Au premier abord, le cimetière Nord dans cette ville, quelque part dans le Sud-Est asiatique, a des allures d'un parc anglais. De belles allées sinueuses, dessinées avec élégance, bordées d'arbres, nous conduisent vers l'intérieur. Les tombeaux en pierre et ciment, bien espacés, ressemblent à de véritables pavillons. Mais, que font donc là ces personnes, rencontrées sur notre chemin à la nuit tombante : des hommes, des femmes, des enfants pauvrement habillés, certains en haillons, le corps, le visage marqués par la misère ? En nous enfonçant dans le cimetière, nous découvrons aussi de curieux appentis, de petites vérandas en matières de fortune apparaissant de-ci de-là, adossés au mur de l'un ou l'autre tombeau. Voici une bicyclette garée contre un pilier. Et à mesure que le jour disparaît, voilà que des bougies s'allument autour et même à l'intérieur de ces demeures des morts. L'impression nous vient de marcher dans une ville fantôme, et cela n'est pas une illusion. On nous l'avait dit, mais nous avions été incapables de l'imaginer : ce cimetière abrite des familles dans une pauvreté extrême.

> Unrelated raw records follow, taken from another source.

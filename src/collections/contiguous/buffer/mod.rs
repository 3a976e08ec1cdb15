//! The slot storage shared by every contiguous and circular collection.

mod buffer;

pub(crate) use buffer::*;
//! This crate is my attempt at writing a handful of the classic collections from first principles:
//! a growable array list, a doubly linked list, a circular queue and an array-backed stack.
//!
//! # Purpose
//! This crate is a learning exercise, with no expectation for it to be used in production. Writing
//! these data structures helps me to understand how their growth policies and linking actually
//! behave, rather than just knowing their complexity tables.
//!
//! # Error Handling
//! Every fallible operation has a panicking form and a `try_` form. The panicking form is more
//! ergonomic for the common case where the caller has already checked the index or length, while
//! the `try_` form returns a strongly typed error. Errors are structs (often ZSTs) that implement
//! [`Error`](std::error::Error), with enums for static dispatch where a method can fail in more
//! than one way. Validation always happens before mutation, so an error leaves the collection as it
//! was.
//!
//! # Logging
//! Growth and clearing are reported through [`tracing`] at `trace` and `debug` level. The library
//! never installs a subscriber, that is left to the binary using it.
//!
//! # Features
//! Each family of collections sits behind a feature: `contiguous` ([`ArrayList`] and
//! [`ArrayStack`]), `linked` ([`DoublyLinkedList`]) and `circ` ([`CircularQueue`]). All of them are
//! enabled by default through `collections-all`.
//!
//! [`ArrayList`]: collections::contiguous::ArrayList
//! [`ArrayStack`]: collections::contiguous::ArrayStack
//! [`DoublyLinkedList`]: collections::linked::DoublyLinkedList
//! [`CircularQueue`]: collections::circ::CircularQueue

#![warn(clippy::missing_safety_doc)]
#![warn(clippy::undocumented_unsafe_blocks)]
#![warn(clippy::missing_const_for_fn)]
#![warn(clippy::missing_panics_doc)]
#![warn(clippy::unwrap_used)]
#![allow(clippy::module_inception)]

pub mod collections;

pub(crate) mod util;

Ainsi, quelque part dans le monde, des enfants naissent dans un cimetière. Avant d'avoir vu le jour, ils sont déjà avec les morts. Ils feront leurs premiers pas, ils apprendront à jouer entre les tombeaux. Ils y dormiront, mais seulement jusqu'à leur propre mort. Car alors, ils ne dormiront plus dans un tombeau surélevé en raison du sol marécageux. Ils seront couchés, comme les autres indigents de la ville, dans la terre trempée qui engloutira leur cercueil. On pourra alors dire que de leur vie, que de leur mort, ils n'auront jamais été en droit d'occuper un coin de terre comme d'autres enfants et d'autres hommes.

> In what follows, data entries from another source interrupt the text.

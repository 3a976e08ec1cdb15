//! A module containing [`ArrayList`], a growable list over a single contiguous buffer.
//!
//! [`ArrayList`] is also re-exported under the parent module.

mod array_list;
mod tests;

pub use array_list::*;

Voici que se matérialisent, une fois de plus, ces paroles du père Joseph : « Le bout du chemin, c'est surtout de passer d'une identité déjà négative à cette sorte de non identité (...) Le pire des malheurs est de vous voir compté pour nul, au point où même vos souffrances sont ignorées (...) Le plus grand malheur de la pauvreté extrême est d'être comme un mort vivant tout au long de son existence. »
Comment se fait-il que ces habitants d'une ville des morts se soient rassemblées autour de nous, que nous ayons pu deviser avec eux ? Nous sommes du monde des vivants et nous ne parlons pas leur langue. Cependant, Johanna nous guide. Johanna, volontaire qui, à la suite du père Joseph, a accepté « d'aller là où personne d'autre ne veut plus aller. » Dans ces lieux, elle a entrepris une bibliothèque de rue... Dès qu'elle se montre dans les allées, enfants et adultes se hâtent vers elle. Des êtres humains étonnamment vivants dans cet univers de sépultures, des visages de femmes profondément marqués par les duretés de la vie et qui pourtant sourient, des enfants d'une fraîcheur à défier tous les égoïsmes et tous les scepticismes du monde.

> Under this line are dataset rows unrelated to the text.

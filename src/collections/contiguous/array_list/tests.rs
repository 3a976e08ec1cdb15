#![cfg(test)]

use std::iter;

use proptest::prelude::*;

use super::*;
use crate::collections::contiguous::DEFAULT_CAP;
use crate::util::alloc::CountedDrop;
use crate::util::panic::assert_panics;

#[test]
fn test_growth() {
    let mut list = ArrayList::new();
    assert_eq!(list.cap(), DEFAULT_CAP);

    for i in 0..=DEFAULT_CAP {
        list.push(i);
    }

    assert_eq!(
        list.cap(),
        DEFAULT_CAP * 2,
        "Capacity should double when pushing past the default."
    );
    for i in 0..=DEFAULT_CAP {
        assert_eq!(
            *list.get(i), i,
            "All elements should survive growth in insertion order."
        );
    }

    let mut list = ArrayList::with_cap(0);
    list.push('a');
    assert!(list.cap() >= 1, "A zero capacity list should still grow.");
    assert_eq!(list[0], 'a');
}

#[test]
fn test_insert() {
    let mut list: ArrayList<_> = (0..3).collect();
    list.insert(0, 10);
    list.insert(2, 20);
    list.insert(5, 30);

    assert_eq!(list, [10, 0, 20, 1, 2, 30].into_iter().collect());

    let mut full = ArrayList::with_cap(2);
    full.push(1);
    full.push(2);
    full.insert(1, 3);
    assert_eq!(full.cap(), 4, "Inserting into a full list should grow it.");
    assert_eq!(full, [1, 3, 2].into_iter().collect());
}

#[test]
fn test_remove() {
    let mut list: ArrayList<_> = "abcde".chars().collect();

    assert_eq!(list.remove(0), 'a');
    assert_eq!(list.remove(3), 'e');
    assert_eq!(list.remove(1), 'c');
    assert_eq!(list, "bd".chars().collect());
    assert_eq!(list.cap(), DEFAULT_CAP, "Removal should never shrink the buffer.");
    assert!(
        list.buf.slot(2).is_none(),
        "The vacated trailing slot should be cleared."
    );
}

#[test]
fn test_out_of_bounds() {
    let mut list: ArrayList<_> = (0..4).collect();
    let before = list.clone();

    assert_eq!(list.try_get(4), Err(IndexOutOfBounds { index: 4, len: 4 }));
    assert_eq!(list.try_remove(4), Err(IndexOutOfBounds { index: 4, len: 4 }));
    assert_eq!(
        list.try_insert(5, 100),
        Err(IndexOrCapOverflow::IndexOutOfBounds(IndexOutOfBounds { index: 5, len: 4 }))
    );
    assert_eq!(list, before, "Rejected calls should leave the list unchanged.");

    assert_panics!({
        list.get(10);
    });
    assert_panics!({
        ArrayList::<u8>::new().remove(0);
    });
    assert_eq!(list.len(), 4);
}

#[test]
fn test_drop_on_removal() {
    let counter = CountedDrop::new();
    let mut list: ArrayList<_> = iter::repeat_with(|| counter.clone()).take(5).collect();

    drop(list.remove(2));
    assert_eq!(counter.count(), 1, "Removed value should be dropped by the caller only.");

    list.clear();
    assert_eq!(counter.count(), 5, "Clearing should drop every remaining element.");
    assert!(list.is_empty());
    assert_eq!(list.cap(), DEFAULT_CAP);

    list.extend(iter::repeat_with(|| counter.clone()).take(3));
    drop(list);
    assert_eq!(counter.count(), 8, "Dropping the list should drop its elements.");
}

#[test]
fn test_get_mut() {
    let mut list: ArrayList<_> = (0..3).collect();
    *list.get_mut(1) = 50;
    list[2] += 1;
    assert_eq!(format!("{list}"), "[0, 50, 3]");
}

proptest! {
    #[test]
    fn prop_push_preserves_order(values in prop::collection::vec(any::<i32>(), 0..100)) {
        let mut list = ArrayList::new();
        for value in values.iter() {
            list.push(*value);
        }

        prop_assert_eq!(list.len(), values.len());
        prop_assert!(list.cap() >= list.len());
        for (i, value) in values.iter().enumerate() {
            prop_assert_eq!(list.get(i), value);
        }
    }

    #[test]
    fn prop_insert_remove_matches_model(
        ops in prop::collection::vec((any::<bool>(), any::<usize>(), any::<u16>()), 0..64)
    ) {
        let mut list = ArrayList::with_cap(1);
        let mut model = std::collections::VecDeque::new();

        for (insert, index, value) in ops {
            if insert {
                let index = index % (model.len() + 1);
                list.insert(index, value);
                model.insert(index, value);
            } else if !model.is_empty() {
                let index = index % model.len();
                prop_assert_eq!(Some(list.remove(index)), model.remove(index));
            }
        }

        prop_assert_eq!(list.len(), model.len());
        for (i, value) in model.iter().enumerate() {
            prop_assert_eq!(list.get(i), value);
        }
    }
}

Ce soir-là, au cœur d'un cimetière à l'autre bout du monde, autour de Johanna, nous avons pu parler du droit d'habiter la terre. Un homme d'une cinquantaine d'années qui a vécu ici son enfance et y est revenu après bien des péripéties, nous dit : « Ici, nous avons un proverbe : Aujourd'hui, tu as quelque chose, demain peut-être tu n'auras rien, et pourtant, tu vivras. » Pourtant tu vivras, c'est-à-dire : pourtant, tu seras un homme. Tout homme n'est-il pas un homme ?
Oui, des êtres humains, ces familles, ce peuple de la misère, interdits de séjour sur cette terre, et qui, par leur souffrance, par leurs espoirs, finiront par nous imposer leur présence, parce que nous aurons compris que leur humanité nous est indispensable.